Moving to a new country is exciting, but it can also be a stressful time for you as you adjust to a home, new job, new friends, and new life. As expats use the internet to find out what it will be like in their new country, the number one comment we receive from expats is that they saw a particular vehicle price on the internet or on TV.

Car dealers can be very skillful and misleading when it comes to car advertising. We’ve all seen car ads on TV with a microscopic disclaimer at the bottom of the screen or have heard a radio advertisement where they speak emotionally 250 words per minute, giving the important information at the end of the ad. With the increase of online advertising, auto dealers have started to conquer the internet vying for potential customers’ click on their links.

Let’s walk through the different ways dealers use misleading and obscure car dealer ads to lure in customers:

Base price ads

One way ads get potential customers’ attention is by advertising the base price of the car and then showing the model with all the bells and whistles. Looking at the car pictured an average consumer will definitely think that he can afford to buy it. Upon arriving at the dealership to check out a new vehicle we sometimes find that the vehicle shown in the ad is loaded with expensive options.

Too-good-to-be-true leasing offers

When you see a vehicle ad, offering just $199 payment per month, make sure you read the small print, which may say that a significant down payment is necessary to lease the vehicle.
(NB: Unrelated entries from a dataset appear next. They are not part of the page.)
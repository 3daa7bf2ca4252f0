//! Explicit diagnostic sink threaded through the collection and
//! reporting layers.
//!
//! Recoverable conditions (narrowed listing output, unparseable size
//! fields, per-resource update failures) are reported through a
//! [`DiagnosticSink`] passed in at construction rather than an ambient
//! process-wide logger, so failure paths can be asserted on in tests
//! without capturing global output.

use std::sync::Mutex;

/// Severity of a diagnostic message.
#[derive(Debug, Clone, Copy, PartialEq, Eq)]
pub enum DiagLevel {
    Info,
    Warning,
    Error,
}

/// Receives diagnostics from collectors and the reporter.
pub trait DiagnosticSink: Send + Sync {
    fn info(&self, message: &str);
    fn warning(&self, message: &str);
    fn error(&self, message: &str);
}

/// The production sink: forwards each message to the matching
/// `tracing` macro under the `zfsmon` target.
#[derive(Debug, Default, Clone, Copy)]
pub struct TracingSink;

impl DiagnosticSink for TracingSink {
    fn info(&self, message: &str) {
        tracing::info!(target: "zfsmon", "{message}");
    }

    fn warning(&self, message: &str) {
        tracing::warn!(target: "zfsmon", "{message}");
    }

    fn error(&self, message: &str) {
        tracing::error!(target: "zfsmon", "{message}");
    }
}

/// Buffers diagnostics in memory. Used by tests to assert on the
/// recoverable-failure paths.
///
/// # Examples
///
/// ```
/// use zfsmon_common::diag::{DiagLevel, DiagnosticSink, MemorySink};
///
/// let sink = MemorySink::default();
/// sink.warning("ratio -> \"1.76x\" is not a size");
/// assert_eq!(sink.messages(DiagLevel::Warning).len(), 1);
/// assert!(sink.messages(DiagLevel::Error).is_empty());
/// ```
#[derive(Debug, Default)]
pub struct MemorySink {
    records: Mutex<Vec<(DiagLevel, String)>>,
}

impl MemorySink {
    /// All recorded messages in emission order.
    pub fn records(&self) -> Vec<(DiagLevel, String)> {
        self.records.lock().unwrap().clone()
    }

    /// Messages recorded at `level`, in emission order.
    pub fn messages(&self, level: DiagLevel) -> Vec<String> {
        self.records
            .lock()
            .unwrap()
            .iter()
            .filter(|(l, _)| *l == level)
            .map(|(_, m)| m.clone())
            .collect()
    }

    fn push(&self, level: DiagLevel, message: &str) {
        self.records
            .lock()
            .unwrap()
            .push((level, message.to_string()));
    }
}

impl DiagnosticSink for MemorySink {
    fn info(&self, message: &str) {
        self.push(DiagLevel::Info, message);
    }

    fn warning(&self, message: &str) {
        self.push(DiagLevel::Warning, message);
    }

    fn error(&self, message: &str) {
        self.push(DiagLevel::Error, message);
    }
}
Also, these low prices are normally reserved for what the industry calls “highly qualified customers.” Factors that are taken into consideration to determine if someone is a highly qualified buyer are: credit score and down payment. Only about 28% of Americans have the credit score to rank as “highly qualified.” Expats with no credit history are typically not eligible.

Special offer or “bait and switch” advertising

You have probably come across the phrase “only one left at this price”. It’s a widespread advertising trick, known as “bait and switch”, used by car dealers. The car advertised at the best price is “just sold” or “on a test drive”. In a word, it’s as elusive and phantom as a special offer, advertised by the car dealer. Car dealers just lure the customers into the dealership by promising to sell a vehicle at a lower cost. Once the car shopper is at the dealership, a salesperson will try to sell an “equivalent” vehicle at a higher price.